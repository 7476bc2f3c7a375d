//! Periodic full refresh of the shared message log.
//!
//! A background task refetches the whole list on a fixed cadence and publishes
//! it as a [`Snapshot`]. Each fetch replaces the previous snapshot wholesale.
//! A failed tick is logged and the next tick runs as scheduled.

use chrono::{DateTime, Utc};
use std::sync::atomic::{AtomicU64, Ordering};
use std::sync::Arc;
use std::time::Duration;
use tokio::sync::{watch, Notify};
use tokio::task::JoinHandle;
use tokio::time::MissedTickBehavior;

use crate::store::MessageStore;
use crate::types::Message;

/// Latest known state of the conversation log.
#[derive(Debug, Clone)]
pub struct Snapshot {
    pub messages: Arc<Vec<Message>>,
    /// True until the first fetch attempt completes
    pub loading: bool,
    /// User-facing error from the most recent fetch, cleared by the next success
    pub last_error: Option<String>,
    pub fetched_at: Option<DateTime<Utc>>,
    /// Invalidation epoch of the most recent completed fetch
    pub epoch: u64,
}

impl Snapshot {
    fn initial() -> Self {
        Self {
            messages: Arc::new(Vec::new()),
            loading: true,
            last_error: None,
            fetched_at: None,
            epoch: 0,
        }
    }

    pub fn is_empty(&self) -> bool {
        self.messages.is_empty()
    }

    pub fn len(&self) -> usize {
        self.messages.len()
    }
}

/// Handle that forces the synchronizer to refetch immediately.
///
/// Every invalidation bumps an epoch. A fetch that was already in flight when
/// the epoch moved is thrown away and redone, so a snapshot carrying epoch `n`
/// was requested after invalidation `n`.
#[derive(Debug, Clone, Default)]
pub struct Invalidator {
    epoch: Arc<AtomicU64>,
    notify: Arc<Notify>,
}

impl Invalidator {
    /// Mark the snapshot stale and return the epoch a fresh fetch will carry.
    pub fn invalidate(&self) -> u64 {
        let epoch = self.epoch.fetch_add(1, Ordering::AcqRel) + 1;
        self.notify.notify_one();
        epoch
    }

    pub fn current(&self) -> u64 {
        self.epoch.load(Ordering::Acquire)
    }
}

/// Polling synchronizer. Dropping it stops the timer.
pub struct Synchronizer {
    snapshot: watch::Receiver<Snapshot>,
    invalidator: Invalidator,
    shutdown: watch::Sender<bool>,
    task: Option<JoinHandle<()>>,
}

impl Synchronizer {
    /// Start polling `store` every `interval`. The first fetch runs immediately.
    ///
    /// Must be called within a Tokio runtime.
    pub fn spawn(store: Arc<dyn MessageStore>, interval: Duration) -> Self {
        let (snapshot_tx, snapshot_rx) = watch::channel(Snapshot::initial());
        let (shutdown_tx, shutdown_rx) = watch::channel(false);
        let invalidator = Invalidator::default();

        tracing::debug!("Starting message poll loop every {:?}", interval);
        let task = tokio::spawn(poll_loop(
            store,
            interval,
            snapshot_tx,
            invalidator.clone(),
            shutdown_rx,
        ));

        Self {
            snapshot: snapshot_rx,
            invalidator,
            shutdown: shutdown_tx,
            task: Some(task),
        }
    }

    /// Clone of the current snapshot.
    pub fn snapshot(&self) -> Snapshot {
        self.snapshot.borrow().clone()
    }

    /// Receiver notified whenever the snapshot changes.
    pub fn subscribe(&self) -> watch::Receiver<Snapshot> {
        self.snapshot.clone()
    }

    pub fn invalidator(&self) -> Invalidator {
        self.invalidator.clone()
    }

    /// Force an immediate refetch without waiting for the next tick.
    pub fn refresh(&self) -> u64 {
        self.invalidator.invalidate()
    }

    /// Wait until a fetch started after invalidation `epoch` has completed.
    ///
    /// Returns the last published snapshot if the poll loop has stopped.
    pub async fn wait_for_epoch(&self, epoch: u64) -> Snapshot {
        let mut rx = self.snapshot.clone();
        let result = rx.wait_for(|s| s.epoch >= epoch).await.map(|s| s.clone());
        match result {
            Ok(snapshot) => snapshot,
            Err(_) => rx.borrow().clone(),
        }
    }

    /// Stop polling and wait for the loop to exit.
    ///
    /// A fetch already in flight is allowed to finish; its result is dropped.
    pub async fn shutdown(mut self) {
        let _ = self.shutdown.send(true);
        if let Some(task) = self.task.take() {
            if let Err(e) = task.await {
                tracing::warn!("Poll loop ended abnormally: {}", e);
            }
        }
    }
}

impl Drop for Synchronizer {
    fn drop(&mut self) {
        let _ = self.shutdown.send(true);
    }
}

fn is_stopped(shutdown: &watch::Receiver<bool>) -> bool {
    *shutdown.borrow() || shutdown.has_changed().is_err()
}

async fn poll_loop(
    store: Arc<dyn MessageStore>,
    interval: Duration,
    snapshot_tx: watch::Sender<Snapshot>,
    invalidator: Invalidator,
    mut shutdown: watch::Receiver<bool>,
) {
    let mut ticker = tokio::time::interval(interval);
    ticker.set_missed_tick_behavior(MissedTickBehavior::Delay);

    loop {
        tokio::select! {
            _ = ticker.tick() => {}
            _ = invalidator.notify.notified() => {
                // Next scheduled poll counts from this refresh
                ticker.reset();
            }
            _ = shutdown.changed() => {}
        }

        if is_stopped(&shutdown) {
            break;
        }

        let epoch = invalidator.current();
        let result = store.list_messages().await;

        if is_stopped(&shutdown) {
            tracing::debug!("Poll loop stopped mid-fetch, discarding result");
            break;
        }
        if invalidator.current() != epoch {
            tracing::trace!("Snapshot invalidated during fetch, refetching");
            continue;
        }

        match result {
            Ok(messages) => {
                tracing::debug!("Fetched {} messages", messages.len());
                snapshot_tx.send_if_modified(|snapshot| {
                    let changed = snapshot.loading
                        || snapshot.epoch != epoch
                        || snapshot.last_error.is_some()
                        || *snapshot.messages != messages;
                    snapshot.messages = Arc::new(messages);
                    snapshot.loading = false;
                    snapshot.last_error = None;
                    snapshot.fetched_at = Some(Utc::now());
                    snapshot.epoch = epoch;
                    changed
                });
            }
            Err(e) => {
                tracing::warn!("Message poll failed, will retry next tick: {}", e);
                let message = e.user_message();
                snapshot_tx.send_if_modified(|snapshot| {
                    let changed = snapshot.loading
                        || snapshot.epoch != epoch
                        || snapshot.last_error.as_deref() != Some(message.as_str());
                    snapshot.loading = false;
                    snapshot.last_error = Some(message);
                    snapshot.epoch = epoch;
                    changed
                });
            }
        }
    }

    tracing::debug!("Message poll loop exited");
}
◇ ◇ ◇ ◇
## Work to complete
Give the data back exactly as it stands.

## Exercise answer
repository 7476bc2f3c7a375d
//! Periodic full refresh of the shared message log.
//!
//! A background task refetches the whole list on a fixed cadence and publishes
//! it as a [`Snapshot`]. Each fetch replaces the previous snapshot wholesale.
//! A failed tick is logged and the next tick runs as scheduled.

use chrono::{DateTime, Utc};
use std::sync::atomic::{AtomicU64, Ordering};
use std::sync::Arc;
use std::time::Duration;
use tokio::sync::{watch, Notify};
use tokio::task::JoinHandle;
use tokio::time::MissedTickBehavior;

use crate::store::MessageStore;
use crate::types::Message;

/// Latest known state of the conversation log.
#[derive(Debug, Clone)]
pub struct Snapshot {
    pub messages: Arc<Vec<Message>>,
    /// True until the first fetch attempt completes
    pub loading: bool,
    /// User-facing error from the most recent fetch, cleared by the next success
    pub last_error: Option<String>,
    pub fetched_at: Option<DateTime<Utc>>,
    /// Invalidation epoch of the most recent completed fetch
    pub epoch: u64,
}

impl Snapshot {
    fn initial() -> Self {
        Self {
            messages: Arc::new(Vec::new()),
            loading: true,
            last_error: None,
            fetched_at: None,
            epoch: 0,
        }
    }

    pub fn is_empty(&self) -> bool {
        self.messages.is_empty()
    }

    pub fn len(&self) -> usize {
        self.messages.len()
    }
}

/// Handle that forces the synchronizer to refetch immediately.
///
/// Every invalidation bumps an epoch. A fetch that was already in flight when
/// the epoch moved is thrown away and redone, so a snapshot carrying epoch `n`
/// was requested after invalidation `n`.
#[derive(Debug, Clone, Default)]
pub struct Invalidator {
    epoch: Arc<AtomicU64>,
    notify: Arc<Notify>,
}

impl Invalidator {
    /// Mark the snapshot stale and return the epoch a fresh fetch will carry.
    pub fn invalidate(&self) -> u64 {
        let epoch = self.epoch.fetch_add(1, Ordering::AcqRel) + 1;
        self.notify.notify_one();
        epoch
    }

    pub fn current(&self) -> u64 {
        self.epoch.load(Ordering::Acquire)
    }
}

/// Polling synchronizer. Dropping it stops the timer.
pub struct Synchronizer {
    snapshot: watch::Receiver<Snapshot>,
    invalidator: Invalidator,
    shutdown: watch::Sender<bool>,
    task: Option<JoinHandle<()>>,
}

impl Synchronizer {
    /// Start polling `store` every `interval`. The first fetch runs immediately.
    ///
    /// Must be called within a Tokio runtime.
    pub fn spawn(store: Arc<dyn MessageStore>, interval: Duration) -> Self {
        let (snapshot_tx, snapshot_rx) = watch::channel(Snapshot::initial());
        let (shutdown_tx, shutdown_rx) = watch::channel(false);
        let invalidator = Invalidator::default();

        tracing::debug!("Starting message poll loop every {:?}", interval);
        let task = tokio::spawn(poll_loop(
            store,
            interval,
            snapshot_tx,
            invalidator.clone(),
            shutdown_rx,
        ));

        Self {
            snapshot: snapshot_rx,
            invalidator,
            shutdown: shutdown_tx,
            task: Some(task),
        }
    }

    /// Clone of the current snapshot.
    pub fn snapshot(&self) -> Snapshot {
        self.snapshot.borrow().clone()
    }

    /// Receiver notified whenever the snapshot changes.
    pub fn subscribe(&self) -> watch::Receiver<Snapshot> {
        self.snapshot.clone()
    }

    pub fn invalidator(&self) -> Invalidator {
        self.invalidator.clone()
    }

    /// Force an immediate refetch without waiting for the next tick.
    pub fn refresh(&self) -> u64 {
        self.invalidator.invalidate()
    }

    /// Wait until a fetch started after invalidation `epoch` has completed.
    ///
    /// Returns the last published snapshot if the poll loop has stopped.
    pub async fn wait_for_epoch(&self, epoch: u64) -> Snapshot {
        let mut rx = self.snapshot.clone();
        let result = rx.wait_for(|s| s.epoch >= epoch).await.map(|s| s.clone());
        match result {
            Ok(snapshot) => snapshot,
            Err(_) => rx.borrow().clone(),
        }
    }

    /// Stop polling and wait for the loop to exit.
    ///
    /// A fetch already in flight is allowed to finish; its result is dropped.
    pub async fn shutdown(mut self) {
        let _ = self.shutdown.send(true);
        if let Some(task) = self.task.take() {
            if let Err(e) = task.await {
                tracing::warn!("Poll loop ended abnormally: {}", e);
            }
        }
    }
}

impl Drop for Synchronizer {
    fn drop(&mut self) {
        let _ = self.shutdown.send(true);
    }
}

fn is_stopped(shutdown: &watch::Receiver<bool>) -> bool {
    *shutdown.borrow() || shutdown.has_changed().is_err()
}

async fn poll_loop(
    store: Arc<dyn MessageStore>,
    interval: Duration,
    snapshot_tx: watch::Sender<Snapshot>,
    invalidator: Invalidator,
    mut shutdown: watch::Receiver<bool>,
) {
    let mut ticker = tokio::time::interval(interval);
    ticker.set_missed_tick_behavior(MissedTickBehavior::Delay);

    loop {
        tokio::select! {
            _ = ticker.tick() => {}
            _ = invalidator.notify.notified() => {
                // Next scheduled poll counts from this refresh
                ticker.reset();
            }
            _ = shutdown.changed() => {}
        }

        if is_stopped(&shutdown) {
            break;
        }

        let epoch = invalidator.current();
        let result = store.list_messages().await;

        if is_stopped(&shutdown) {
            tracing::debug!("Poll loop stopped mid-fetch, discarding result");
            break;
        }
        if invalidator.current() != epoch {
            tracing::trace!("Snapshot invalidated during fetch, refetching");
            continue;
        }

        match result {
            Ok(messages) => {
                tracing::debug!("Fetched {} messages", messages.len());
                snapshot_tx.send_if_modified(|snapshot| {
                    let changed = snapshot.loading
                        || snapshot.epoch != epoch
                        || snapshot.last_error.is_some()
                        || *snapshot.messages != messages;
                    snapshot.messages = Arc::new(messages);
                    snapshot.loading = false;
                    snapshot.last_error = None;
                    snapshot.fetched_at = Some(Utc::now());
                    snapshot.epoch = epoch;
                    changed
                });
            }
            Err(e) => {
                tracing::warn!("Message poll failed, will retry next tick: {}", e);
                let message = e.user_message();
                snapshot_tx.send_if_modified(|snapshot| {
                    let changed = snapshot.loading
                        || snapshot.epoch != epoch
                        || snapshot.last_error.as_deref() != Some(message.as_str());
                    snapshot.loading = false;
                    snapshot.last_error = Some(message);
                    snapshot.epoch = epoch;
                    changed
                });
            }
        }
    }

    tracing::debug!("Message poll loop exited");
}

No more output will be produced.